Repressie en de §129 De repressiestrategie die de staat volgt is niet nieuw. Repressie is een gevolg van verzet tegen het heersende patriarchale, fascistische, kapitalistische, autoritaire en gewelddadige systeem. Het idee om een eigen geschikte overkoepelende organisatie op te zetten – in dit geval de “antifascisten” – en daar vaak alle mensen in op te nemen die hen interesseren, is ook bekend. Wij hebben dit gezien in vele §129-zaken in Duitsland, maar ook in andere landen; de Ley Mordaza-wet in Spanje en antiterreurwetten in Chili en Italië zijn slechts enkele voorbeelden. Dit is een poging van de staat om een geschikte organisatie te creëren ten einde meer onderzoeks- en controle-instrumenten te kunnen gebruiken met als resultaat een groter aantal aanklachten tegen personen. In deze context leidt beschuldiging van een actie die gepland en ondernomen is als deel van een groep ook tot zwaardere straffen dan onderzoek of beschuldiging als individu. Individualisering, isolatie en distantiëring van individuen, groepen, vrienden en kameraden is het hoofddoel en de boodschap is duidelijk: elke vermeende band, collectiviteit of individueel initiatief dat we hebben en dat zich verzet tegen het systeem is genoeg voor de staat om ons aan te klagen voor §129, ongeacht of ze bestaan of niet. In dit specifieke geval past de staat een nieuwere interpretatie van de wet toe die hem in staat stelt mensen te groeperen in een §129 eenvoudigweg omdat zij gelijkaardige ideeën delen of een bepaalde politieke ideologie aanhangen. Aangezien hun geconstrueerde groepering noodzakelijkerwijs hiërarchisch is, omdat dit de opvatting van de staat is over een organisatie, is er dus een leider nodig. Dit betekent dat iemand wordt aangewezen om deze rol te vervullen, en dus de belangrijkste juridische verantwoordelijkheid draagt. Lina wordt op de een of andere manier voorgesteld als deze zogenaamde leider van de organisatie. Zij werd echter leider gemaakt samen met haar vriend, die in de ogen van de staat verantwoordelijk was voor haar radicalisering. Door haar te arresteren en de beklaagden op grond van deze paragraaf te vervolgen, probeert de staat de beweging te intimideren.

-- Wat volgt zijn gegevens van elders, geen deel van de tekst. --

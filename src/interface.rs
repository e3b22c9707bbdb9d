//! Register access over the two-wire bus
//!
//! [`I2cRegisters`] turns [`TransactionBus`] primitives into byte, word and
//! bit-field register operations. Reads are a register-address write without
//! stop followed by a repeated-start read; writes are a single transaction of
//! register address plus payload. Multi-byte values are big-endian on the wire.

use core::task::Poll;

use crate::Error;
use crate::time::Clock;
use crate::twi::{TWI_BUFFER_LENGTH, TransactionBus, TwiError};

/// Location of a register or of a bit field inside one
///
/// `bit_start` is the most significant bit of the field and the field extends
/// `length` bits downward, so `field(dev, reg, 4, 2)` covers bits 4..=3.
/// Fields up to 16 bits wide may be used with the word operations.
#[derive(Debug, Clone, Copy, PartialEq, Eq)]
#[cfg_attr(feature = "defmt", derive(defmt::Format))]
pub struct RegisterDescriptor {
    /// 7-bit device address
    pub device: u8,
    /// Register address
    pub register: u8,
    /// Highest bit of the field
    pub bit_start: u8,
    /// Width of the field in bits
    pub length: u8,
}

impl RegisterDescriptor {
    /// Describe a bit field of `length` bits ending at `bit_start`
    ///
    /// # Panics
    ///
    /// Panics (at compile time for `const` items) if the field does not fit
    /// in 16 bits.
    #[must_use]
    pub const fn field(device: u8, register: u8, bit_start: u8, length: u8) -> Self {
        assert!(length >= 1 && bit_start < 16 && length <= bit_start + 1);
        Self {
            device,
            register,
            bit_start,
            length,
        }
    }

    /// Describe a single bit
    #[must_use]
    pub const fn bit(device: u8, register: u8, bit: u8) -> Self {
        Self::field(device, register, bit, 1)
    }

    /// Describe a whole 8-bit register
    #[must_use]
    pub const fn register(device: u8, register: u8) -> Self {
        Self::field(device, register, 7, 8)
    }

    /// Describe a whole 16-bit register pair
    #[must_use]
    pub const fn word(device: u8, register: u8) -> Self {
        Self::field(device, register, 15, 16)
    }

    /// Same field on another device address
    #[must_use]
    pub const fn at(self, device: u8) -> Self {
        Self { device, ..self }
    }

    /// Position of the field's lowest bit
    #[must_use]
    pub const fn shift(&self) -> u8 {
        self.bit_start + 1 - self.length
    }

    /// Mask of the field in register position
    #[must_use]
    pub const fn mask(&self) -> u16 {
        #[allow(clippy::cast_possible_truncation)]
        let mask = (((1u32 << self.length) - 1) << self.shift()) as u16;
        mask
    }

    /// Extract the field value from a raw register value
    #[must_use]
    pub const fn extract(&self, raw: u16) -> u16 {
        (raw & self.mask()) >> self.shift()
    }

    /// Replace the field inside `raw` with `value`, leaving other bits untouched
    ///
    /// Bits of `value` that do not fit in the field are dropped.
    #[must_use]
    pub const fn insert(&self, raw: u16, value: u16) -> u16 {
        let mask = self.mask();
        (raw & !mask) | ((value << self.shift()) & mask)
    }

    /// `true` if the field is confined to the low byte of a register
    #[must_use]
    pub const fn fits_byte(&self) -> bool {
        self.bit_start < 8
    }
}

/// Register access layer over a transaction bus
///
/// All methods take `&self`, so one instance can be shared by reference
/// between the drivers of every device on the bus.
pub struct I2cRegisters<B, C> {
    bus: B,
    clock: C,
    timeout_ms: Option<u32>,
}

impl<B, C> I2cRegisters<B, C>
where
    B: TransactionBus,
    C: Clock,
{
    /// Create a register layer without a timeout
    pub const fn new(bus: B, clock: C) -> Self {
        Self {
            bus,
            clock,
            timeout_ms: None,
        }
    }

    /// Bound every register operation to `timeout_ms` milliseconds
    ///
    /// On expiry the in-flight transaction is aborted and
    /// [`Error::Timeout`] is returned.
    #[must_use]
    pub fn with_timeout(mut self, timeout_ms: u32) -> Self {
        self.timeout_ms = Some(timeout_ms);
        self
    }

    /// Configured timeout budget
    pub const fn timeout(&self) -> Option<u32> {
        self.timeout_ms
    }

    /// Access the underlying bus
    pub const fn bus(&self) -> &B {
        &self.bus
    }

    /// Access the time source
    pub const fn clock(&self) -> &C {
        &self.clock
    }

    /// Consume the layer and return the bus and clock
    pub fn release(self) -> (B, C) {
        (self.bus, self.clock)
    }

    fn complete(&self, buffer: &mut [u8], started: u32) -> Result<usize, Error> {
        loop {
            if let Poll::Ready(result) = self.bus.poll(buffer) {
                return result.map_err(Error::from);
            }
            if let Some(limit) = self.timeout_ms {
                if self.clock.millis().wrapping_sub(started) >= limit {
                    self.bus.abort();
                    #[cfg(feature = "defmt")]
                    defmt::warn!("Register access timed out after {} ms", limit);
                    return Err(Error::Timeout);
                }
            }
            self.bus.wait_for_event();
        }
    }

    /// Read `buffer.len()` consecutive registers starting at `register`
    ///
    /// # Errors
    ///
    /// Returns [`Error::Bus`] if either transaction fails and
    /// [`Error::Timeout`] if the budget runs out.
    pub fn read_bytes(&self, device: u8, register: u8, buffer: &mut [u8]) -> Result<(), Error> {
        if buffer.len() > TWI_BUFFER_LENGTH {
            return Err(Error::Bus(TwiError::BufferOverflow));
        }
        if buffer.is_empty() {
            return Ok(());
        }
        let started = self.clock.millis();

        self.bus.start_write(device, &[register], false)?;
        self.complete(&mut [], started)?;

        self.bus.start_read(device, buffer.len(), true)?;
        self.complete(buffer, started)?;
        Ok(())
    }

    /// Write consecutive registers starting at `register`
    ///
    /// The register address and payload travel in one transaction, so the
    /// payload is limited to one byte less than the transfer buffer.
    ///
    /// # Errors
    ///
    /// Returns [`Error::Bus`] with [`TwiError::BufferOverflow`] for oversize
    /// payloads, [`Error::Bus`] for transaction failures and
    /// [`Error::Timeout`] if the budget runs out.
    pub fn write_bytes(&self, device: u8, register: u8, data: &[u8]) -> Result<(), Error> {
        if data.len() >= TWI_BUFFER_LENGTH {
            return Err(Error::Bus(TwiError::BufferOverflow));
        }
        let mut frame = [0u8; TWI_BUFFER_LENGTH];
        frame[0] = register;
        frame[1..=data.len()].copy_from_slice(data);

        let started = self.clock.millis();
        self.bus.start_write(device, &frame[..=data.len()], true)?;
        self.complete(&mut [], started)?;
        Ok(())
    }

    /// Read one register
    ///
    /// # Errors
    ///
    /// See [`read_bytes`](Self::read_bytes).
    pub fn read_byte(&self, device: u8, register: u8) -> Result<u8, Error> {
        let mut buffer = [0u8; 1];
        self.read_bytes(device, register, &mut buffer)?;
        Ok(buffer[0])
    }

    /// Write one register
    ///
    /// # Errors
    ///
    /// See [`write_bytes`](Self::write_bytes).
    pub fn write_byte(&self, device: u8, register: u8, value: u8) -> Result<(), Error> {
        self.write_bytes(device, register, &[value])
    }

    /// Read a big-endian register pair
    ///
    /// # Errors
    ///
    /// See [`read_bytes`](Self::read_bytes).
    pub fn read_word(&self, device: u8, register: u8) -> Result<u16, Error> {
        let mut buffer = [0u8; 2];
        self.read_bytes(device, register, &mut buffer)?;
        Ok(u16::from_be_bytes(buffer))
    }

    /// Write a big-endian register pair
    ///
    /// # Errors
    ///
    /// See [`write_bytes`](Self::write_bytes).
    pub fn write_word(&self, device: u8, register: u8, value: u16) -> Result<(), Error> {
        self.write_bytes(device, register, &value.to_be_bytes())
    }

    /// Read consecutive big-endian register pairs
    ///
    /// # Errors
    ///
    /// See [`read_bytes`](Self::read_bytes).
    pub fn read_words(&self, device: u8, register: u8, words: &mut [u16]) -> Result<(), Error> {
        let length = words.len() * 2;
        if length > TWI_BUFFER_LENGTH {
            return Err(Error::Bus(TwiError::BufferOverflow));
        }
        let mut buffer = [0u8; TWI_BUFFER_LENGTH];
        self.read_bytes(device, register, &mut buffer[..length])?;
        for (word, bytes) in words.iter_mut().zip(buffer.chunks_exact(2)) {
            *word = u16::from_be_bytes([bytes[0], bytes[1]]);
        }
        Ok(())
    }

    /// Write consecutive big-endian register pairs
    ///
    /// # Errors
    ///
    /// See [`write_bytes`](Self::write_bytes).
    pub fn write_words(&self, device: u8, register: u8, words: &[u16]) -> Result<(), Error> {
        let length = words.len() * 2;
        if length >= TWI_BUFFER_LENGTH {
            return Err(Error::Bus(TwiError::BufferOverflow));
        }
        let mut buffer = [0u8; TWI_BUFFER_LENGTH];
        for (bytes, word) in buffer.chunks_exact_mut(2).zip(words) {
            bytes.copy_from_slice(&word.to_be_bytes());
        }
        self.write_bytes(device, register, &buffer[..length])
    }

    /// Read a bit field of an 8-bit register
    ///
    /// # Errors
    ///
    /// Returns [`Error::InvalidConfig`] if the field extends past bit 7,
    /// otherwise see [`read_bytes`](Self::read_bytes).
    pub fn read_bits(&self, field: RegisterDescriptor) -> Result<u8, Error> {
        if !field.fits_byte() {
            return Err(Error::InvalidConfig);
        }
        let raw = self.read_byte(field.device, field.register)?;
        #[allow(clippy::cast_possible_truncation)]
        let value = field.extract(u16::from(raw)) as u8;
        Ok(value)
    }

    /// Read a single bit
    ///
    /// # Errors
    ///
    /// See [`read_bits`](Self::read_bits).
    pub fn read_bit(&self, field: RegisterDescriptor) -> Result<bool, Error> {
        Ok(self.read_bits(field)? != 0)
    }

    /// Read-modify-write a bit field of an 8-bit register
    ///
    /// # Errors
    ///
    /// Returns [`Error::InvalidConfig`] if the field extends past bit 7,
    /// otherwise see [`read_bytes`](Self::read_bytes) and
    /// [`write_bytes`](Self::write_bytes).
    pub fn write_bits(&self, field: RegisterDescriptor, value: u8) -> Result<(), Error> {
        if !field.fits_byte() {
            return Err(Error::InvalidConfig);
        }
        let raw = self.read_byte(field.device, field.register)?;
        #[allow(clippy::cast_possible_truncation)]
        let updated = field.insert(u16::from(raw), u16::from(value)) as u8;
        self.write_byte(field.device, field.register, updated)
    }

    /// Set or clear a single bit
    ///
    /// # Errors
    ///
    /// See [`write_bits`](Self::write_bits).
    pub fn write_bit(&self, field: RegisterDescriptor, value: bool) -> Result<(), Error> {
        self.write_bits(field, u8::from(value))
    }

    /// Read a bit field of a 16-bit register pair
    ///
    /// # Errors
    ///
    /// See [`read_bytes`](Self::read_bytes).
    pub fn read_bits_word(&self, field: RegisterDescriptor) -> Result<u16, Error> {
        let raw = self.read_word(field.device, field.register)?;
        Ok(field.extract(raw))
    }

    /// Read-modify-write a bit field of a 16-bit register pair
    ///
    /// # Errors
    ///
    /// See [`read_bytes`](Self::read_bytes) and [`write_bytes`](Self::write_bytes).
    pub fn write_bits_word(&self, field: RegisterDescriptor, value: u16) -> Result<(), Error> {
        let raw = self.read_word(field.device, field.register)?;
        self.write_word(field.device, field.register, field.insert(raw, value))
    }
}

Een van de doelen van de machthebbers is om alle zich ontwikkelende verbindingen tussen de beweging en andere gemeenschappen te vernietigen met behulp van een strategie waarin zij proberen elke ontluikende radicalisering in de strijd de kop in te drukken en mensen te verdelen door hen te dwingen afstand te nemen van radicale actie. Zij spelen met de maatschappelijke erkenning van het burgerlijk antifascisme en menen dat zij met hun schuldige uitspraken de aanvaarding van de noodzaak van tegengeweld minimaliseren. Voor ons maakt het niet uit wie door de staat als schuldig wordt beschouwd. Wij bestrijden deze staat en zijn instellingen omdat we het oneens zijn met de opvattingen over moraal, schuld en gerechtigheid. Wij zijn solidair met de beschuldigden, los van persoonlijke relaties en affiniteiten. In een tijd waarin de staat ons wil isoleren, zijn wij hier om bruggen te slaan voor communicatie en kameraadschap. Wij keuren het goed dat nazi’s werden aangevallen. Tegengeweld is een noodzakelijke stap om de maatschappij te veranderen en het zal door ons niet veroordeeld worden in het wettelijk kader van het systeem dat we willen vernietigen. Het verdedigen van de vervolgde in een kader van onschuld en schuld is een val waar we niet in moeten en zullen trappen. In plaats daarvan zijn we solidair met de beschuldigden, zoals zij getroffen worden door het repressieve apparaat van de staat.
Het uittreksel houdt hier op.